I really need to buy a raincoat. Really, really do.

Update

The rumor was true.  My Supervisor from Hell™ is indeed being transferred to Naju, and so I am getting a new one on Monday.  I’ve already met the guy, and he’s awesome.  His English isn’t great, but it’s better than SfH’s, and he’s very friendly, has been to the states, and loves both Boston and the Sox.  So, this bodes well.  Maybe my luck is changing, eh?

First week of the new semester went well.  Korean kids spend much of their vacations in various other forms of school, so there isn’t as much of a post-summer rowdiness issue as I have experienced in teaching in the US.  But, there’s still some, so I took this week relatively easy for them.  Next week though, it’s back into the abyss.

I’m really, really enjoying my new scooter.  Makes getting around the island quite easy and pleasant.  It also makes it easier for me to get around to take photos like these:

Field of Sunflowers

Field of Sunflowers

and

Dolduksan

Dolduksan

I can theoretically drive it all the way to Mokpo, but I’m not quite that brave yet.  Maybe after another week or two, once I’m more comfortable with the highways.

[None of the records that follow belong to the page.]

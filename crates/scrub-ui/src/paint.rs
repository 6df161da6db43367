//! Paint pass: a pure function from the scrubber's visible state to a
//! draw list the host replays.

use scrub_core::{DisplayList, DrawCmd, Rect, Size, TextExtent, Vec2};

use crate::config::{Alignment, ScrubberConfig, VisualState};

/// Horizontal inset for left/right aligned text.
pub const TEXT_MARGIN_PX: f32 = 4.0;

/// Build the draw list for one frame.
///
/// Background: the palette fill for `state`, or a `ParentFill` when the
/// palette resolves to transparent. A border rectangle is added only
/// when configured, so a colorless, borderless scrubber draws no
/// rectangle at all. Text goes last, in the configured text color.
///
/// `extent` must be the measured extent of `text` (of `"M"` when the
/// display text is empty or whitespace, which keeps the vertical
/// centering stable for blank values).
pub fn paint(
    text: &str,
    size: Size,
    extent: TextExtent,
    state: VisualState,
    config: &ScrubberConfig,
) -> DisplayList {
    let mut list = DisplayList::new();
    let bounds = Rect::from_size(size);

    match config.fill(state) {
        Some(color) => list.push(DrawCmd::Rect {
            rect: bounds,
            color,
        }),
        None => list.push(DrawCmd::ParentFill),
    }
    if let Some(color) = config.border_color {
        list.push(DrawCmd::Border {
            rect: bounds,
            color,
        });
    }
    list.push(DrawCmd::Text {
        pos: text_origin(size, extent, config.alignment),
        text: text.to_string(),
        color: config.text_color,
    });
    list
}

/// Where the display text is drawn: left margin, centered, or right
/// margin, vertically centered with the font descent taken out.
pub fn text_origin(size: Size, extent: TextExtent, alignment: Alignment) -> Vec2 {
    let x = match alignment {
        Alignment::Left => TEXT_MARGIN_PX,
        Alignment::Center => (size.width - extent.width) / 2.0,
        Alignment::Right => size.width - extent.width - TEXT_MARGIN_PX,
    };
    let y = (size.height - (extent.height - extent.descent)) / 2.0 - 1.0;
    Vec2 { x, y }
}
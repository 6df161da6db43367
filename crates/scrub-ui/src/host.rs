//! The narrow interfaces the widget consumes from its host toolkit.
//!
//! The host owns the real window, the drawing surface, and the child
//! text control; the widget only ever talks through these traits.

use scrub_core::{Color, Cursor, FocusDirection, Size, TextExtent};

use crate::config::Alignment;

/// What the widget needs from the control it lives in.
pub trait WindowHost {
    fn set_cursor(&self, cursor: Cursor);

    /// Exclusive pointer grab. Acquired on button-down, released on
    /// button-up and on teardown, never left dangling.
    fn capture_pointer(&self);
    fn release_pointer(&self);

    fn request_focus(&self);
    fn client_size(&self) -> Size;
    fn request_repaint(&self);
    fn set_tooltip(&self, text: &str);

    /// Move keyboard focus to the next/previous control in the host UI.
    fn navigate_focus(&self, dir: FocusDirection);

    /// Measure a run of text in the control's font.
    fn text_extent(&self, text: &str) -> TextExtent;

    /// Create the transient child text control for inline editing.
    fn create_text_entry(&self, init: TextEntryInit) -> Box<dyn TextEntry>;
}

/// Initial state for a freshly created text entry.
#[derive(Clone, Debug)]
pub struct TextEntryInit {
    pub text: String,
    pub alignment: Alignment,
    pub size: Size,
}

/// The host-owned child text control. Dropping the box destroys the
/// control, so teardown holds on any exit path.
pub trait TextEntry {
    fn set_text(&mut self, text: &str);
    fn select_all(&mut self);
    fn focus(&mut self);
    fn set_size(&mut self, size: Size);
    /// `None` restores the host's normal entry background.
    fn set_background(&mut self, color: Option<Color>);
}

Apparently, come October, I may be essentially the only foreigner on the island. They can’t find replacements.  The irritating Torontonian (or whatever they call themselves) left in August, and he taught at the high school. Lisa, who teaches at the “English Town”, leaves to go home to Nova Scotia in October.  There’s a guy who works at the local hagwon, and while I see him more these days, it’s still not really regular. That leaves me, that guy, and E. However, E is married to a Korean, and we (the other foreigners) don’t see her that often, and we’ll see even less of her when her baby is born in September.

According to the recruiter that works to find jobs for this area, nobody wants to work in rural areas, and they’re having a really difficult time finding anyone to come work here. Hopefully they’ll find someone soon, or I’ll have to recruit someone myself!